Scan the data for "JoinSet" and copy the lines it appears in.

───── Provided material ─────

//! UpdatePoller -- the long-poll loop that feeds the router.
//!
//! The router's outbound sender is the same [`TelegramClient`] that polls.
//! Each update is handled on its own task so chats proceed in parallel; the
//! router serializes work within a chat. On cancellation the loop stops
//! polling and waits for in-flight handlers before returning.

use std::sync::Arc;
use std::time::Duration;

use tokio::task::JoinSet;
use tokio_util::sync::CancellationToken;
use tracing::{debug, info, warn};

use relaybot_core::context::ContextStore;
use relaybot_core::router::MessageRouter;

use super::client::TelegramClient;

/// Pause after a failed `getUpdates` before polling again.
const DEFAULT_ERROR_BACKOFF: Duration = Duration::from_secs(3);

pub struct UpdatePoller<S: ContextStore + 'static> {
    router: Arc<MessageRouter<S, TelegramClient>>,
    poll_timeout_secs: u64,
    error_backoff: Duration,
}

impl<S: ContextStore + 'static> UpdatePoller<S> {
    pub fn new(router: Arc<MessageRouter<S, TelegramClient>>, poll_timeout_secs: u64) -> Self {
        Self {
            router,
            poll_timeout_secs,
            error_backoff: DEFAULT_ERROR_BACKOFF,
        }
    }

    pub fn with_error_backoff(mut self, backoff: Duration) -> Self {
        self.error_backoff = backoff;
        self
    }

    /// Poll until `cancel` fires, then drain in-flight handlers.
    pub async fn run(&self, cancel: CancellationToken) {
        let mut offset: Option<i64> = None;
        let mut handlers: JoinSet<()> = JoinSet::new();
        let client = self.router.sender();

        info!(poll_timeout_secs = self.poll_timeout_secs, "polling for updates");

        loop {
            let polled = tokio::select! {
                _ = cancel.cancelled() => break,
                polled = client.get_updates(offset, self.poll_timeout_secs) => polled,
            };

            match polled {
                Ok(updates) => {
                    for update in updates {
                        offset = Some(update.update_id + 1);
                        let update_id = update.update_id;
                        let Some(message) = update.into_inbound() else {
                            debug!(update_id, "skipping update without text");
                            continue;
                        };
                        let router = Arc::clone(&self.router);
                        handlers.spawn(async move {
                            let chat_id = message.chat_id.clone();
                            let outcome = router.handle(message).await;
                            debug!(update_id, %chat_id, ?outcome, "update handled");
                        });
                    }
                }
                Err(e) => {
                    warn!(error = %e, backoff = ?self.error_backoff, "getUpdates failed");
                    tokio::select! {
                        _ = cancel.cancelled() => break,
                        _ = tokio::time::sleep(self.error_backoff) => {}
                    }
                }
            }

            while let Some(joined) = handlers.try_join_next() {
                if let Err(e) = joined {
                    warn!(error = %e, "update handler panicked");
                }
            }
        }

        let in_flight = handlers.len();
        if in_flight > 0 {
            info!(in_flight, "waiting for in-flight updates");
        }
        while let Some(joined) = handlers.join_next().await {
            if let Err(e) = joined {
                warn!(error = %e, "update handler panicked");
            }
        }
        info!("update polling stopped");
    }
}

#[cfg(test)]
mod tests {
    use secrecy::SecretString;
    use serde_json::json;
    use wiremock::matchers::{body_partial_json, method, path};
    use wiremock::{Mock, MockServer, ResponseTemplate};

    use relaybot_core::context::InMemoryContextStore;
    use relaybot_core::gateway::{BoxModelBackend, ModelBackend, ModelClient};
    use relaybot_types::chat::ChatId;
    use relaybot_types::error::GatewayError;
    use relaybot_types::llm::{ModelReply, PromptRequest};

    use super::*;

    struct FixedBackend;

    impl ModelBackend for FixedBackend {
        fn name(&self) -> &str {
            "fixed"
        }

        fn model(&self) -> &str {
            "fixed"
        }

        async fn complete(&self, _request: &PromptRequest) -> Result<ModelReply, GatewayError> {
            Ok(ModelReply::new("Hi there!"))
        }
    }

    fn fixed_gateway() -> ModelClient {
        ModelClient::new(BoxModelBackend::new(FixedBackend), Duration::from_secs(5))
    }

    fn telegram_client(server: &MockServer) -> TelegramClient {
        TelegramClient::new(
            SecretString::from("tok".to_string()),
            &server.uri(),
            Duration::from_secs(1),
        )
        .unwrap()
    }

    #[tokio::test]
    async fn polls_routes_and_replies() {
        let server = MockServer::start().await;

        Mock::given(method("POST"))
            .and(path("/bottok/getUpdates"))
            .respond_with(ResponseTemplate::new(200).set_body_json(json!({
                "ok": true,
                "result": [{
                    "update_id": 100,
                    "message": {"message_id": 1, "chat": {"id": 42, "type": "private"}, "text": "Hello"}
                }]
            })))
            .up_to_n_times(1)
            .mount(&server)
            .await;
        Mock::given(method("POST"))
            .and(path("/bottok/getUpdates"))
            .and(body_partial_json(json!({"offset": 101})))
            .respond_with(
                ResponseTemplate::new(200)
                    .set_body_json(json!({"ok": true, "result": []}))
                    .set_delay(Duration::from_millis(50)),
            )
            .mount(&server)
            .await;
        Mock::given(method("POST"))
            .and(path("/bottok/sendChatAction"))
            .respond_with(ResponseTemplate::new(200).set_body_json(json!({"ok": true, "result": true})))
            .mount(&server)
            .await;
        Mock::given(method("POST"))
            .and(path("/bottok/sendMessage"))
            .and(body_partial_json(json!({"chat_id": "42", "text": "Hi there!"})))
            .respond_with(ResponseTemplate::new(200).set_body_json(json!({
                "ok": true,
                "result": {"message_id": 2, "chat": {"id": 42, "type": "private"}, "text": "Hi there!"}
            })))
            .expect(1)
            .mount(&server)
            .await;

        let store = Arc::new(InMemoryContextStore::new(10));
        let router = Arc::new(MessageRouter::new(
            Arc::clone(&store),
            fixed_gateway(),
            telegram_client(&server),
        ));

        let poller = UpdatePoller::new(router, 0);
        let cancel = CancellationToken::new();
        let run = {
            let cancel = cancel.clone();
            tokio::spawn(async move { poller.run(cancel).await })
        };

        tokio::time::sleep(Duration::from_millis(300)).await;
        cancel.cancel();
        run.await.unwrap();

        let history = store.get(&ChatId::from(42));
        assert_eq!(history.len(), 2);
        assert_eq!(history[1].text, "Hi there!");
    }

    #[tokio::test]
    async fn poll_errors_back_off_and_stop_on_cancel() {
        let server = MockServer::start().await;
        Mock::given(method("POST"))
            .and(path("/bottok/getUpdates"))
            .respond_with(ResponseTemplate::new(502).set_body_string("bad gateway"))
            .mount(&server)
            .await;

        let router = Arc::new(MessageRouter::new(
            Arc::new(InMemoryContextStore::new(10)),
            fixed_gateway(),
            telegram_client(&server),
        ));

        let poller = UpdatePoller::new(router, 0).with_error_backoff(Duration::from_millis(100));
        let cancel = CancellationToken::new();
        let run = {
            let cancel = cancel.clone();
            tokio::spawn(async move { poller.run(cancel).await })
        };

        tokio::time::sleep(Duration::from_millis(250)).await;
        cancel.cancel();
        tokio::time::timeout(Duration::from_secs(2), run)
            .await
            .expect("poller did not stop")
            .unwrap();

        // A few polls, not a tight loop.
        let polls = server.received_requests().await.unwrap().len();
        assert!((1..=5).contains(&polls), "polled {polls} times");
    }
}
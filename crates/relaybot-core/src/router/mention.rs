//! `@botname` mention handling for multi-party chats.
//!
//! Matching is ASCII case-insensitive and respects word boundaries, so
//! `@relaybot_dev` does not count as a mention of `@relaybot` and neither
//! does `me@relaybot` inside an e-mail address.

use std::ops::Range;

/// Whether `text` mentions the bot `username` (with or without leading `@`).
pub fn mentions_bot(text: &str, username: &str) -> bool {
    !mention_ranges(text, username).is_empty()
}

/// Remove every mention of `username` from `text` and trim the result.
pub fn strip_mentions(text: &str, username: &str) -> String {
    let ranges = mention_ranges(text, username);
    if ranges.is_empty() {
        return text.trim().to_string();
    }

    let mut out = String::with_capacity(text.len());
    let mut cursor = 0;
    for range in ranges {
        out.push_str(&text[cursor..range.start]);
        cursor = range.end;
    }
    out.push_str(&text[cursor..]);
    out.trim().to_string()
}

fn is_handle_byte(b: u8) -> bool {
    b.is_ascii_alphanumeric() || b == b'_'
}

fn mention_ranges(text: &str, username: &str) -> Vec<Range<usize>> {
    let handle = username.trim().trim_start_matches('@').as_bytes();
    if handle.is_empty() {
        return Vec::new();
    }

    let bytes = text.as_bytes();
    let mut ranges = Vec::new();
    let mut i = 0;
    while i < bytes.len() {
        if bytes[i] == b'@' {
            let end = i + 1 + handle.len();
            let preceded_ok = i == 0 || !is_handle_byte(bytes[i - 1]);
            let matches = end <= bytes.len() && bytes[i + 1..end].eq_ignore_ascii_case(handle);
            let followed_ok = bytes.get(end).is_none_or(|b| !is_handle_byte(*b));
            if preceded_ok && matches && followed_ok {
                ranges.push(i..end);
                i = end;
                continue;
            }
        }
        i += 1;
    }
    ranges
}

─────

* Answer space:
use tokio::task::JoinSet;
        let mut handlers: JoinSet<()> = JoinSet::new();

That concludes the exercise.